Saturday, March 8, 2008

On the Culture of Surveilance

(this post is an aside to an ongoing email exchange on a similar subject)

Given the current ubiquity of surveillance in our postmodern global society, the question thrust upon us would seem to be whether or not we are living in or on the threshold of George Orwell's 1984. Electronic monitoring for various intents and purposes has been propelled into deeper technology cycles by consumer demand as much as by government sponsorship, although we may never know the extent of the latter. The government may have bigger, badder and more expensive toys, but it is unclear if they have an actual edge or merely appear to have an edge and exploit this cognitive dissonance sandwich fashion on top of their monopoly on the use of force.

In any case, Orwellian psychology is facing stiff competition from our lemming like embrace of privacy effacing technology. Benthamite social pragmatism has also surfaced in a surreal fashion, with proponents ranging from the urban poor to the privileged elite. As the government spies on us with and without our consent in ever more pervasive and multifaceted ways, we are now spying on each other and grappling with the interpersonal, social and psychological issues of an ever more elusive definition of privacy and personal expression. It is no longer clearly 'us and them' but a more oblique Pogo-like 'they is us'.

It is increasingly difficult to live without technology or even in 'low-tech' environments. A friend suggested that real safeguards against techno-panoptic encroachment is none other than our own bureaucratic tendency. I think there is some merit in this point of view and it is one of the reasons I think Russia has more contra-Orwellian potential than other countries with more efficient bureaucracies. Also, given the tech savvy Russian population, the widespread availability of gadgets and the ubiquitous disregard for copyright, I think any 'Big Brother' advantage that the state might otherwise enjoy in the sphere of technology and surveillance in particular is more than matched by private individuals and neo-feudal entities like corporations, sub-cliques within private and public organizations and random geek clubs.

Indeed, in many ways the power gap is really narrowing between the state and individuals. It is difficult to say weather the increasingly Byzantine laws enacted around the globe in the name of security, privacy, anti-terrorism and 'safefy' are a play for greater control over various societies or a knee jerk reaction to the increasing power of individuals to obtain and distribute information for reasons that begin to mirror those that have previously been the prerogative of the state, including security, propaganda, the management of information and advantage in social, business and legal spheres. We often fail to see the desperate measures of the state as an effort to maintain sovereignty in a world where it is slipping away like the tide.

What is clear form this development is that while individuals face increasing pressure from state and commercial organizations that to influence their personal lives through IT infrastructure, individuals have at the same time more potential to influence their environment than ever before and face a range of decisions heretofore unimaginable in regard to the way they choose to participate in human society. The pressure of these choices is unavoidable and while the 'default' choice of choosing to ignore changes may result in the fulfillment of dystopian scenarios, the potential to throw rocks in the blender of any prepackaged political or social program sponsored by the state (or any organization for that matter) has becomes so great that new questions arise regarding the nature of freedom and its potential as well as the structure of a society in which the lines between coercion and cooperation become blurred by self interest.

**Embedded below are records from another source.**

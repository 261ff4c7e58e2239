//! Main application entry point.

fn main() {
    env_logger::init();
    log::info!("Starting Sketchpad");

    match sketchpad_app::run(std::env::args().skip(1)) {
        Ok(path) => log::info!("Wrote {}", path.display()),
        Err(e) => {
            log::error!("{}", e);
            eprintln!("sketchpad: {e}");
            std::process::exit(1);
        }
    }
}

Some things have not an are not likely to change. Human nature, being what it is, is likely to surprise in unexpected ways, both diabolical and heroic. In the given situation I think that it is important to remember that rational individuals, who have always been accountable to some degree for their own misery and happiness regardless of circumstances, are in no way relieved from the responsibility to make the right choices. One thing that dark Orwellian premonitions of human society propagate is the excuse that evil is unavoidable and that individuals compelled to live in surreal situations are less responsible for their actions because there is no choice without dire consequences. This may be true, but in the techno-dystopia where we are all potentially spies, terrorists, hackers and inside traders, unwitting or no, we no longer have 'Big Brother' to blame for our own capitulation to baser human instincts which were once barred from reality by the border between the imagination and reality but are now realizable with the click of a button. Morality and the daily choice between good and evil are no less a part life than before, but they are suddenly and unmistakably more public in their consequences.